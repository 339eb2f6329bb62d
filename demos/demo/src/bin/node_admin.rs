//! Load config and start a cache node.
use std::process::exit;
use std::time::Duration;

use clap::{App, Arg};
use demo::{
    config::{NodeConfig, TestConfig},
    run_local_cluster,
    utils::{init_logger, split_command},
    CacheHandle,
};
use log::{error, info};
use tokio::io::{AsyncBufReadExt, BufReader};

/// Time a scripted node keeps serving after it converged, so that late
/// members still get their commits.
const LINGER: Duration = Duration::from_secs(3);

fn main() {
    // Example:
    //  ./node_admin --config=./test-output/alice-config.yml
    let matches = App::new("paxos-cache-admin")
        .version("0.1.0")
        .author("tsuko")
        .about("start replicated cache node")
        .arg(
            Arg::with_name("config")
                .short("c")
                .long("config")
                .takes_value(true)
                .required(true)
                .help("Node configuration in YAML"),
        )
        .arg(
            Arg::with_name("log-dir")
                .long("log-dir")
                .takes_value(true)
                .help("Directory for the log file, default is the working directory"),
        )
        .get_matches();

    let path = matches.value_of("config").unwrap_or_default();
    let config = match NodeConfig::load(path) {
        Ok(config) => config,
        Err(e) => {
            eprintln!("can't load {}: {}", path, e);
            exit(-1);
        }
    };

    let log_dir = std::path::Path::new(matches.value_of("log-dir").unwrap_or("."));
    if let Err(e) = init_logger(log_dir.join(format!("paxos-{}.log", config.node_name))) {
        eprintln!("can't create log file: {}", e);
    }

    let rt = match tokio::runtime::Runtime::new() {
        Ok(rt) => rt,
        Err(e) => {
            eprintln!("can't start runtime: {}", e);
            exit(-1);
        }
    };
    let ok = rt.block_on(async move {
        let cache = match CacheHandle::start_udp(&config).await {
            Ok(cache) => cache,
            Err(e) => {
                error!("can't start {}: {}", config.node_name, e);
                eprintln!("can't start {}: {}", config.node_name, e);
                return false;
            }
        };
        info!("init cache node: {}", config.node_name);

        let ok = match config.test_config {
            TestConfig::NonTest => {
                serve_stdin(&cache).await;
                true
            }
            TestConfig::LocalCluster {
                put_num,
                timeout_ms,
            } => {
                let ok = run_local_cluster(
                    &cache,
                    config.my_position,
                    config.members.len(),
                    put_num,
                    Duration::from_millis(timeout_ms),
                )
                .await;
                tokio::time::sleep(LINGER).await;
                ok
            }
        };
        cache.close().await;
        ok
    });
    if !ok {
        exit(1);
    }
}

/// Reads `put k v`, `rm k`, `get k`, `clear`, `list`, `status` and `quit`.
async fn serve_stdin(cache: &CacheHandle) {
    let mut lines = BufReader::new(tokio::io::stdin()).lines();
    loop {
        let line = match lines.next_line().await {
            Ok(Some(line)) => line,
            Ok(None) => break,
            Err(e) => {
                error!("stdin: {}", e);
                break;
            }
        };
        let (cmd, args) = split_command(&line);
        let res = match (cmd, args.as_slice()) {
            ("", _) => continue,
            ("put", [key, value]) => cache.put(key, value).await.map(|id| id.to_string()),
            ("rm", [key]) => cache.remove(key).await.map(|id| id.to_string()),
            ("clear", []) => cache.clear().await.map(|id| id.to_string()),
            ("get", [key]) => Ok(cache.get(key).unwrap_or_else(|| "(nil)".to_string())),
            ("list", []) => Ok(cache
                .entries()
                .into_iter()
                .map(|(k, v)| format!("{}={}", k, v))
                .collect::<Vec<_>>()
                .join("\n")),
            ("status", []) => cache
                .status()
                .await
                .and_then(|s| serde_json::to_string(&s).map_err(Into::into)),
            ("quit", []) => break,
            _ => {
                println!("usage: put <k> <v> | rm <k> | get <k> | clear | list | status | quit");
                continue;
            }
        };
        match res {
            Ok(out) => println!("{}", out),
            Err(e) => println!("err: {}", e),
        }
    }
}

-*-

TASK DESCRIPTION:
List all lines from the entries that include the word "NodeConfig".

RESULT OF THE EXERCISE:
    config::{NodeConfig, TestConfig},
    let config = match NodeConfig::load(path) {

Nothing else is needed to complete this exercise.